Despite the uncertainty in the world, U.S. cotton profitability is looking better compared to corn, which had a bumper crop and record production in 2013, and is now dealing with significantly lower prices.

“Cottonseed revenues have been excellent, and when you add all of these other things to it, cotton actually pencils out to be the best crop to grow in the Delta, Texas and the Southeast.”

There is still bullishness in U.S. old crop fundamentals, Nicosia added. “USDA currently estimates the 2013-14 cotton crop with a carryout of 3 million bales. But we have three areas of doubt — crop size, our domestic use and exports.”

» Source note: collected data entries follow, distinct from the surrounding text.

//! GPU device + surface management.
//!
//! This module is responsible for:
//! - creating the wgpu Instance/Adapter/Device/Queue
//! - creating & configuring the Surface when a window is attached
//! - acquiring frames and providing encoders/views for rendering

mod gpu;
mod surface;

pub use gpu::{Gpu, GpuFrame};
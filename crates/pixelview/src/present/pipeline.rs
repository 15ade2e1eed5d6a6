//! Shader compilation and pipeline (link) setup.

use crate::error::PresentError;

use super::common::validation_scope;
use super::quad;

/// Vertex + fragment shader sources, each carrying a stable identifier.
///
/// The identifiers exist so a compile failure can name the stage that was
/// rejected. The defaults, `"vs"` and `"fs"`, ship with the crate and blit
/// the frame texture across the quad unchanged.
#[derive(Debug, Clone)]
pub struct ShaderSet {
    vertex_id: String,
    vertex_src: String,
    fragment_id: String,
    fragment_src: String,
}

impl ShaderSet {
    /// Builds a shader set from explicit WGSL sources.
    ///
    /// The vertex stage must expose `vs_main` with positions at location 0
    /// and texcoords at location 1; the fragment stage must expose
    /// `fs_main` sampling bindings 0 (texture) and 1 (sampler) of group 0.
    pub fn new(
        vertex_id: impl Into<String>,
        vertex_src: impl Into<String>,
        fragment_id: impl Into<String>,
        fragment_src: impl Into<String>,
    ) -> Self {
        Self {
            vertex_id: vertex_id.into(),
            vertex_src: vertex_src.into(),
            fragment_id: fragment_id.into(),
            fragment_src: fragment_src.into(),
        }
    }
}

impl Default for ShaderSet {
    fn default() -> Self {
        Self::new(
            "vs",
            include_str!("shaders/vs.wgsl"),
            "fs",
            include_str!("shaders/fs.wgsl"),
        )
    }
}

pub(super) struct Pipeline {
    pub pipeline: wgpu::RenderPipeline,
    pub bind_group_layout: wgpu::BindGroupLayout,
}

/// Compiles both stages and links them into a render pipeline.
///
/// Each stage compiles under its own validation scope so a rejection is
/// attributed to the right identifier; pipeline creation gets a scope of
/// its own for link-time failures (missing entry points, interface
/// mismatches).
pub(super) fn build_pipeline(
    device: &wgpu::Device,
    target_format: wgpu::TextureFormat,
    shaders: &ShaderSet,
) -> Result<Pipeline, PresentError> {
    let vertex_module = compile_stage(device, &shaders.vertex_id, &shaders.vertex_src)?;
    let fragment_module = compile_stage(device, &shaders.fragment_id, &shaders.fragment_src)?;

    let bind_group_layout = device.create_bind_group_layout(&wgpu::BindGroupLayoutDescriptor {
        label: Some("pixelview blit bgl"),
        entries: &[
            wgpu::BindGroupLayoutEntry {
                binding: 0,
                visibility: wgpu::ShaderStages::FRAGMENT,
                ty: wgpu::BindingType::Texture {
                    sample_type: wgpu::TextureSampleType::Float { filterable: true },
                    view_dimension: wgpu::TextureViewDimension::D2,
                    multisampled: false,
                },
                count: None,
            },
            wgpu::BindGroupLayoutEntry {
                binding: 1,
                visibility: wgpu::ShaderStages::FRAGMENT,
                ty: wgpu::BindingType::Sampler(wgpu::SamplerBindingType::Filtering),
                count: None,
            },
        ],
    });

    let pipeline_layout = device.create_pipeline_layout(&wgpu::PipelineLayoutDescriptor {
        label: Some("pixelview blit pipeline layout"),
        bind_group_layouts: &[&bind_group_layout],
        immediate_size: 0,
    });

    let pipeline = validation_scope(device, || {
        device.create_render_pipeline(&wgpu::RenderPipelineDescriptor {
            label: Some("pixelview blit pipeline"),
            layout: Some(&pipeline_layout),

            vertex: wgpu::VertexState {
                module: &vertex_module,
                entry_point: Some("vs_main"),
                compilation_options: Default::default(),
                buffers: &[quad::position_layout(), quad::texcoord_layout()],
            },

            fragment: Some(wgpu::FragmentState {
                module: &fragment_module,
                entry_point: Some("fs_main"),
                compilation_options: Default::default(),
                targets: &[Some(wgpu::ColorTargetState {
                    format: target_format,
                    blend: None,
                    write_mask: wgpu::ColorWrites::ALL,
                })],
            }),

            primitive: wgpu::PrimitiveState {
                topology: wgpu::PrimitiveTopology::TriangleList,
                strip_index_format: None,
                front_face: wgpu::FrontFace::Ccw,
                cull_mode: None,
                polygon_mode: wgpu::PolygonMode::Fill,
                unclipped_depth: false,
                conservative: false,
            },

            depth_stencil: None,
            multisample: wgpu::MultisampleState::default(),

            multiview_mask: None,
            cache: None,
        })
    })
    .map_err(PresentError::ProgramLink)?;

    Ok(Pipeline {
        pipeline,
        bind_group_layout,
    })
}

fn compile_stage(
    device: &wgpu::Device,
    identifier: &str,
    source: &str,
) -> Result<wgpu::ShaderModule, PresentError> {
    validation_scope(device, || {
        device.create_shader_module(wgpu::ShaderModuleDescriptor {
            label: Some(identifier),
            source: wgpu::ShaderSource::Wgsl(source.into()),
        })
    })
    .map_err(|message| PresentError::ShaderCompile {
        identifier: identifier.to_string(),
        message,
    })
}
//! Frame presentation.
//!
//! One textured quad, one draw call. `ImagePresenter` targets a window
//! surface; `OffscreenPresenter` targets a readable texture for harnesses
//! that assert on pixels instead of looking at a screen.
//!
//! Convention:
//! - input frames are RGB, row-major, top row first
//! - quad positions are clip-space, texcoords have a top-left origin, so
//!   the image lands right side up without any upload-time flip

mod common;
mod frame;
mod pipeline;
mod presenter;
mod quad;
mod readback;

pub use pipeline::ShaderSet;
pub use presenter::{ImagePresenter, OffscreenPresenter};
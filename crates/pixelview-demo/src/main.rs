//! Windowed demo: synthesizes an RGB test pattern and presents it.
//!
//! Useful as a smoke check that the presenter, shaders, and surface wiring
//! produce a correctly oriented image on the local GPU.

use anyhow::{Context, Result};
use ouroboros::self_referencing;

use winit::application::ApplicationHandler;
use winit::dpi::PhysicalSize;
use winit::event::WindowEvent;
use winit::event_loop::{ActiveEventLoop, ControlFlow, EventLoop};
use winit::window::{Window, WindowId};

use pixelview::logging::{init_logging, LoggingConfig};
use pixelview::ImagePresenter;

const PATTERN_WIDTH: u32 = 512;
const PATTERN_HEIGHT: u32 = 288;

fn main() -> Result<()> {
    init_logging(LoggingConfig::default());

    let event_loop = EventLoop::new().context("failed to create winit EventLoop")?;
    let mut app = DemoApp::default();

    event_loop
        .run_app(&mut app)
        .context("winit event loop terminated with error")?;

    Ok(())
}

#[self_referencing]
struct Entry {
    window: Window,

    #[borrows(window)]
    #[covariant]
    presenter: ImagePresenter<'this>,
}

#[derive(Default)]
struct DemoApp {
    entry: Option<Entry>,
    pattern: Vec<u8>,
}

impl ApplicationHandler for DemoApp {
    fn resumed(&mut self, event_loop: &ActiveEventLoop) {
        if self.entry.is_some() {
            return;
        }

        let attrs = Window::default_attributes()
            .with_title("pixelview demo")
            .with_inner_size(PhysicalSize::new(PATTERN_WIDTH, PATTERN_HEIGHT))
            .with_resizable(false);

        let window = match event_loop.create_window(attrs) {
            Ok(w) => w,
            Err(e) => {
                log::error!("failed to create window: {e}");
                event_loop.exit();
                return;
            }
        };

        self.pattern = test_pattern(PATTERN_WIDTH, PATTERN_HEIGHT);

        let entry = EntryBuilder {
            window,
            presenter_builder: |w| {
                ImagePresenter::new(w).expect("GPU initialization failed for window")
            },
        }
        .build();

        entry.borrow_window().request_redraw();
        self.entry = Some(entry);
    }

    fn about_to_wait(&mut self, event_loop: &ActiveEventLoop) {
        event_loop.set_control_flow(ControlFlow::Wait);
    }

    fn window_event(
        &mut self,
        event_loop: &ActiveEventLoop,
        _window_id: WindowId,
        event: WindowEvent,
    ) {
        match event {
            WindowEvent::CloseRequested => {
                self.entry = None;
                event_loop.exit();
            }

            WindowEvent::RedrawRequested => {
                let Some(entry) = self.entry.as_mut() else {
                    return;
                };
                let pattern = &self.pattern;

                let result = entry.with_presenter_mut(|presenter| {
                    presenter.present(pattern, PATTERN_WIDTH, PATTERN_HEIGHT)
                });

                if let Err(e) = result {
                    log::error!("image could not be displayed: {e}");
                    event_loop.exit();
                }
            }

            _ => {}
        }
    }
}

/// Left half red, right half blue (the reference orientation frame), with a
/// green ramp down the rows to make a vertical flip obvious at a glance.
fn test_pattern(width: u32, height: u32) -> Vec<u8> {
    let mut pixels = Vec::with_capacity((width * height * 3) as usize);
    for y in 0..height {
        let green = (y * 255 / height.max(1)) as u8;
        for x in 0..width {
            if x < width / 2 {
                pixels.extend_from_slice(&[255, green, 0]);
            } else {
                pixels.extend_from_slice(&[0, green, 255]);
            }
        }
    }
    pixels
}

Nicosia noted that according to classing information from USDA’s Agricultural Marketing Service, “the 2013 crop looks like it’s going be about 300,000 bales short of previous estimates. That alone could cut our carryout to 2.7 million bales. We think domestic use is going up, and that could take us down to 2.6 million bales. Exports will be driven by U.S. price competitiveness and the amount of import quota issued by China.”

He estimates that ending stocks for 2013-14 could range between 1.5 million bales and 3.7 million bales. “The difference between 1.5 million bales and 3.7 million bales in carryout is about 25 cents a pound.”

With more trade competition, Nicosia said the United States has to be ready to ship cotton when called upon. “It’s crucial that the United States can ship its cotton when it’s needed and efficiently. China imported 2.8 million bales in December. We’re the largest exporter in the world, and we only got 300,000 bales of it. India alone took 1.6 million bales. If we had gotten an extra million, imagine what our carryout would be today and what our prices would be.”

Nicosia said the United States is helping its own cause somewhat with the recent resurgence in its domestic textile industry. “We think domestic consumption is going to move back toward 4 million bales within the next 12 to 18 months.”

Nicosia says sustaining new crop prices over 80 cents will be difficult unless China continues to hold cotton off the market, or there is a weather disaster in a major producing area.

Growers should be aware of the inverse between old crop and new crop futures. “It’s about 10 cents today. What inverses tell you is that cotton is worth less in the future. So be careful that you don’t hold any inventory this year through that inverse. That’s a surefire loss.”